Future research on recombinant PepN applications shows promising directions in several areas:

• Enzyme engineering for enhanced functionality:

  • Rational design based on structural insights

  • Directed evolution for improved activity in cheese environments

  • Development of PepN variants with altered substrate specificity

  • Creation of fusion proteins with complementary peptidases

• Advanced cheese ripening applications:

  • Development of starter cultures with balanced peptidase profiles

  • Targeted proteolysis for specific flavor development

  • Application in challenging cheese varieties (reduced-fat, low-salt)

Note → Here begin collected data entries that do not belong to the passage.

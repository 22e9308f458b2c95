use std::ops::Range;

use crate::core::{Entry, GridError, Rect};
use crate::fs::{FileSystemModel, Icon};
use crate::host::ChooserHost;
use crate::model::EntryModel;

#[cfg(feature = "tracing")]
use tracing::{debug, trace};

/// One in-place rename: the entry, its original name and the text being typed,
/// plus where the overlay sits.
#[derive(Clone, Debug, PartialEq)]
pub struct EditSession {
    entry: Entry,
    original_name: String,
    text: String,
    text_selection: Range<usize>,
    bounds: Rect,
    icon: Icon,
    focus_requested: bool,
    pending_message: Option<String>,
}

impl EditSession {
    fn new(entry: Entry, bounds: Rect, icon: Icon) -> Self {
        let original_name = entry.display_name();
        let text = original_name.clone();
        Self {
            text_selection: 0..text.len(),
            entry,
            original_name,
            text,
            bounds,
            icon,
            focus_requested: true,
            pending_message: None,
        }
    }

    /// Entry being renamed.
    pub fn entry(&self) -> &Entry {
        &self.entry
    }

    /// Display name the session started with.
    pub fn original_name(&self) -> &str {
        &self.original_name
    }

    /// Current text of the rename field.
    pub fn text(&self) -> &str {
        &self.text
    }

    /// Selected byte range of the field text; the whole name right after start.
    pub fn text_selection(&self) -> Range<usize> {
        self.text_selection.clone()
    }

    /// Overlay rectangle, equal to the edited cell's bounds.
    pub fn bounds(&self) -> Rect {
        self.bounds
    }

    /// Icon shown on the overlay label.
    pub fn icon(&self) -> &Icon {
        &self.icon
    }

    /// Whether the overlay still wants keyboard focus.
    pub fn focus_requested(&self) -> bool {
        self.focus_requested
    }

    /// Last rejection reason shown while this session was open.
    pub fn pending_message(&self) -> Option<&str> {
        self.pending_message.as_deref()
    }
}

/// How a confirm or commit request ended.
#[derive(Clone, Debug, PartialEq, Eq)]
pub enum RenameOutcome {
    /// No session was open.
    NotEditing,
    /// The name was rejected; the session stays open.
    Rejected(String),
    /// The name was rejected while committing; the session was closed.
    Aborted(String),
    /// The file system renamed the entry; the model was updated in place.
    Renamed {
        /// Model index of the renamed entry.
        index: usize,
        /// New entry.
        entry: Entry,
    },
    /// The file system refused the rename; the session was closed.
    Failed,
}

/// State machine for the single rename overlay (`Idle` / `Editing`).
#[derive(Clone, Debug, Default)]
pub struct InlineRenameEditor {
    session: Option<EditSession>,
}

impl InlineRenameEditor {
    /// Idle editor.
    pub fn new() -> Self {
        Self::default()
    }

    /// Whether a session is open.
    pub fn is_editing(&self) -> bool {
        self.session.is_some()
    }

    /// The open session.
    pub fn session(&self) -> Option<&EditSession> {
        self.session.as_ref()
    }

    /// Open a session on `entry`, placing the overlay at `bounds`.
    ///
    /// An already open session is replaced as a whole, including any pending
    /// rejection message; the replaced session is returned.
    pub fn start(&mut self, entry: Entry, bounds: Rect, icon: Icon) -> Option<EditSession> {
        trace_edit_started(&entry);
        self.session.replace(EditSession::new(entry, bounds, icon))
    }

    /// Replace the field text (the user typed). Collapses the text selection
    /// to the end.
    pub fn set_text(&mut self, text: impl Into<String>) -> bool {
        let Some(session) = self.session.as_mut() else {
            return false;
        };
        session.text = text.into();
        let end = session.text.len();
        session.text_selection = end..end;
        true
    }

    /// Clear and return the focus request once the host has focused the field.
    pub fn take_focus_request(&mut self) -> bool {
        self.session
            .as_mut()
            .map(|s| std::mem::take(&mut s.focus_requested))
            .unwrap_or(false)
    }

    /// Close the session without touching the model. Returns `false` when
    /// nothing was open, so repeated cancels are harmless.
    pub fn cancel(&mut self) -> bool {
        match self.session.take() {
            Some(session) => {
                trace_edit_cancelled(&session.entry);
                true
            }
            None => false,
        }
    }

    /// Enter pressed in the field.
    ///
    /// An invalid name keeps the session open, preserves the text and puts the
    /// reason in the status area. A valid name commits.
    pub fn confirm<M>(
        &mut self,
        model: &mut M,
        fs: &dyn FileSystemModel,
        host: &mut dyn ChooserHost,
    ) -> Result<RenameOutcome, GridError>
    where
        M: EntryModel + ?Sized,
    {
        let Some(session) = self.session.as_mut() else {
            return Ok(RenameOutcome::NotEditing);
        };
        if let Some(reason) = fs.invalid_name_reason(&session.text) {
            trace_name_rejected(&session.entry, &reason);
            host.set_status_text(&reason);
            session.pending_message = Some(reason.clone());
            return Ok(RenameOutcome::Rejected(reason));
        }
        self.commit(model, fs, host)
    }

    /// Close the session and try to rename the entry to the typed name.
    ///
    /// This is also what focus loss does: leaving the field keeps what was
    /// typed. An invalid name aborts the rename with a status message.
    pub fn commit<M>(
        &mut self,
        model: &mut M,
        fs: &dyn FileSystemModel,
        host: &mut dyn ChooserHost,
    ) -> Result<RenameOutcome, GridError>
    where
        M: EntryModel + ?Sized,
    {
        let Some(session) = self.session.take() else {
            return Ok(RenameOutcome::NotEditing);
        };

        if let Some(reason) = fs.invalid_name_reason(&session.text) {
            trace_name_rejected(&session.entry, &reason);
            host.set_status_text(&format!("Rename aborted - {reason}"));
            return Ok(RenameOutcome::Aborted(reason));
        }

        let index = model
            .index_of(&session.entry)
            .ok_or_else(|| GridError::EditedEntryMissing {
                entry: session.entry.clone(),
            })?;

        let dest = session.entry.sibling(&session.text);
        if fs.rename(&session.entry, &dest) {
            trace_rename_committed(&session.entry, &dest, index);
            host.set_status_text("");
            model.replace_at(index, dest.clone());
            host.reselect_and_reveal(&dest);
            Ok(RenameOutcome::Renamed { index, entry: dest })
        } else {
            trace_rename_failed(&session.entry, &dest);
            host.set_status_text(&format!("Unable to rename {}", session.entry));
            Ok(RenameOutcome::Failed)
        }
    }
}

#[cfg(feature = "tracing")]
fn trace_edit_started(entry: &Entry) {
    trace!(event = "rename.started", entry = %entry, "rename editor opened");
}

#[cfg(not(feature = "tracing"))]
fn trace_edit_started(_entry: &Entry) {}

#[cfg(feature = "tracing")]
fn trace_edit_cancelled(entry: &Entry) {
    trace!(event = "rename.cancelled", entry = %entry, "rename editor closed");
}

#[cfg(not(feature = "tracing"))]
fn trace_edit_cancelled(_entry: &Entry) {}

#[cfg(feature = "tracing")]
fn trace_name_rejected(entry: &Entry, reason: &str) {
    debug!(
        event = "rename.rejected",
        entry = %entry,
        reason,
        "proposed name rejected"
    );
}

#[cfg(not(feature = "tracing"))]
fn trace_name_rejected(_entry: &Entry, _reason: &str) {}

#[cfg(feature = "tracing")]
fn trace_rename_committed(from: &Entry, to: &Entry, index: usize) {
    debug!(
        event = "rename.committed",
        from = %from,
        to = %to,
        index,
        "entry renamed"
    );
}

#[cfg(not(feature = "tracing"))]
fn trace_rename_committed(_from: &Entry, _to: &Entry, _index: usize) {}

#[cfg(feature = "tracing")]
fn trace_rename_failed(from: &Entry, to: &Entry) {
    debug!(
        event = "rename.failed",
        from = %from,
        to = %to,
        "file system refused rename"
    );
}

#[cfg(not(feature = "tracing"))]
fn trace_rename_failed(_from: &Entry, _to: &Entry) {}

#[cfg(test)]
mod tests {
    use super::*;
    use crate::model::{ModelChange, VecEntryModel};
    use crate::testing::{FakeFs, HostCall, RecordingHost};

    fn bounds() -> Rect {
        Rect::new([0.0, 0.0], [120.0, 21.0])
    }

    fn editing(entry: &str) -> InlineRenameEditor {
        let mut editor = InlineRenameEditor::new();
        editor.start(Entry::from(entry), bounds(), Icon::FILE);
        editor
    }

    #[test]
    fn start_prefills_display_name_and_selects_it() {
        let editor = editing("/docs/report.txt");
        let session = editor.session().unwrap();
        assert_eq!(session.text(), "report.txt");
        assert_eq!(session.original_name(), "report.txt");
        assert_eq!(session.text_selection(), 0.."report.txt".len());
        assert!(session.focus_requested());
        assert_eq!(session.bounds(), bounds());
    }

    #[test]
    fn typing_collapses_selection() {
        let mut editor = editing("/docs/a.txt");
        assert!(editor.set_text("abc"));
        assert_eq!(editor.session().unwrap().text_selection(), 3..3);
    }

    #[test]
    fn focus_request_is_taken_once() {
        let mut editor = editing("/docs/a.txt");
        assert!(editor.take_focus_request());
        assert!(!editor.take_focus_request());
    }

    #[test]
    fn cancel_is_idempotent() {
        let mut editor = editing("/docs/a.txt");
        assert!(editor.cancel());
        assert!(!editor.cancel());
        assert!(!editor.is_editing());
    }

    #[test]
    fn confirm_with_invalid_name_keeps_session_and_model() {
        let mut model = VecEntryModel::from_entries(["/docs/a.txt"]);
        let fs = FakeFs::default();
        let mut host = RecordingHost::default();
        let mut editor = editing("/docs/a.txt");
        editor.set_text("bad/name");

        let out = editor.confirm(&mut model, &fs, &mut host).unwrap();
        assert!(matches!(out, RenameOutcome::Rejected(_)));
        let session = editor.session().unwrap();
        assert_eq!(session.text(), "bad/name");
        assert!(session.pending_message().is_some());
        assert_eq!(model.entries(), &[Entry::from("/docs/a.txt")]);
        assert!(model.take_changes().is_empty());
        assert_eq!(host.statuses().len(), 1);
        assert!(fs.renames.borrow().is_empty());
    }

    #[test]
    fn confirm_with_valid_name_renames_in_place() {
        let mut model = VecEntryModel::from_entries(["/docs/a.txt", "/docs/b.txt"]);
        let fs = FakeFs::default();
        let mut host = RecordingHost::default();
        let mut editor = editing("/docs/a.txt");
        editor.set_text("z.txt");

        let out = editor.confirm(&mut model, &fs, &mut host).unwrap();
        assert_eq!(
            out,
            RenameOutcome::Renamed {
                index: 0,
                entry: Entry::from("/docs/z.txt")
            }
        );
        assert!(!editor.is_editing());
        assert_eq!(
            model.entries(),
            &[Entry::from("/docs/z.txt"), Entry::from("/docs/b.txt")]
        );
        assert_eq!(model.take_changes(), vec![ModelChange::ContentChanged(0..1)]);
        assert_eq!(
            host.take(),
            vec![
                HostCall::Status(String::new()),
                HostCall::Reveal(Entry::from("/docs/z.txt")),
            ]
        );
    }

    #[test]
    fn refused_rename_closes_session_and_reports_original() {
        let mut model = VecEntryModel::from_entries(["/docs/a.txt"]);
        let fs = FakeFs {
            refuse_renames: true,
            ..FakeFs::default()
        };
        let mut host = RecordingHost::default();
        let mut editor = editing("/docs/a.txt");
        editor.set_text("z.txt");

        let out = editor.confirm(&mut model, &fs, &mut host).unwrap();
        assert_eq!(out, RenameOutcome::Failed);
        assert!(!editor.is_editing());
        assert_eq!(model.entries(), &[Entry::from("/docs/a.txt")]);
        assert_eq!(host.statuses(), vec!["Unable to rename /docs/a.txt".to_string()]);
    }

    #[test]
    fn commit_with_invalid_name_aborts() {
        let mut model = VecEntryModel::from_entries(["/docs/a.txt"]);
        let fs = FakeFs::default();
        let mut host = RecordingHost::default();
        let mut editor = editing("/docs/a.txt");
        editor.set_text("");

        let out = editor.commit(&mut model, &fs, &mut host).unwrap();
        assert!(matches!(out, RenameOutcome::Aborted(_)));
        assert!(!editor.is_editing());
        assert!(host.statuses()[0].starts_with("Rename aborted - "));
    }

    #[test]
    fn commit_on_vanished_entry_is_an_error() {
        let mut model = VecEntryModel::from_entries(["/docs/other.txt"]);
        let fs = FakeFs::default();
        let mut host = RecordingHost::default();
        let mut editor = editing("/docs/a.txt");
        editor.set_text("z.txt");

        let err = editor.commit(&mut model, &fs, &mut host).unwrap_err();
        assert_eq!(
            err,
            GridError::EditedEntryMissing {
                entry: Entry::from("/docs/a.txt")
            }
        );
    }

    #[test]
    fn untouched_name_still_requests_rename_and_reselects() {
        let mut model = VecEntryModel::from_entries(["/docs/a.txt"]);
        let fs = FakeFs::default();
        let mut host = RecordingHost::default();
        let mut editor = editing("/docs/a.txt");

        let out = editor.commit(&mut model, &fs, &mut host).unwrap();
        let same = Entry::from("/docs/a.txt");
        assert_eq!(
            out,
            RenameOutcome::Renamed {
                index: 0,
                entry: same.clone()
            }
        );
        assert_eq!(*fs.renames.borrow(), vec![(same.clone(), same.clone())]);
        assert_eq!(
            host.take(),
            vec![HostCall::Status(String::new()), HostCall::Reveal(same)]
        );
    }

    #[test]
    fn restarting_drops_pending_message() {
        let mut model = VecEntryModel::from_entries(["/docs/a.txt", "/docs/b.txt"]);
        let fs = FakeFs::default();
        let mut host = RecordingHost::default();
        let mut editor = editing("/docs/a.txt");
        editor.set_text("..");
        editor.confirm(&mut model, &fs, &mut host).unwrap();

        let old = editor
            .start(Entry::from("/docs/b.txt"), bounds(), Icon::FILE)
            .unwrap();
        assert!(old.pending_message().is_some());
        let session = editor.session().unwrap();
        assert_eq!(session.text(), "b.txt");
        assert_eq!(session.pending_message(), None);
    }

    #[test]
    fn idle_editor_ignores_confirm_and_commit() {
        let mut model = VecEntryModel::new();
        let fs = FakeFs::default();
        let mut host = RecordingHost::default();
        let mut editor = InlineRenameEditor::new();
        assert_eq!(
            editor.confirm(&mut model, &fs, &mut host).unwrap(),
            RenameOutcome::NotEditing
        );
        assert_eq!(
            editor.commit(&mut model, &fs, &mut host).unwrap(),
            RenameOutcome::NotEditing
        );
        assert!(!editor.set_text("x"));
    }
}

  • PepN immobilization technologies for continuous processing

• Therapeutic applications exploration:

  • Investigation of PepN's potential in hydrolyzing bioactive peptides

  • Development of delivery systems for intestinal targeting

  • Exploration of immunomodulatory effects of specific peptides

  • Integration with other therapeutic proteins in multifunctional strains

• Novel analytical approaches:

  • Real-time monitoring of PepN activity in complex environments

  • Development of peptidomics techniques for comprehensive analysis

  • Integration of artificial intelligence for predicting peptide hydrolysis patterns

  • High-throughput screening platforms for strain optimization

Recent studies have demonstrated the potential of recombinant L. lactis strains in various applications, from cheese ripening enhancement to therapeutic protein delivery . The ability of L. lactis to deliver functional proteins like alpha-mannosidase with anti-cancer effects4 suggests that PepN or its engineered variants might also find applications beyond traditional dairy uses, particularly if they can generate bioactive peptides with specific health benefits.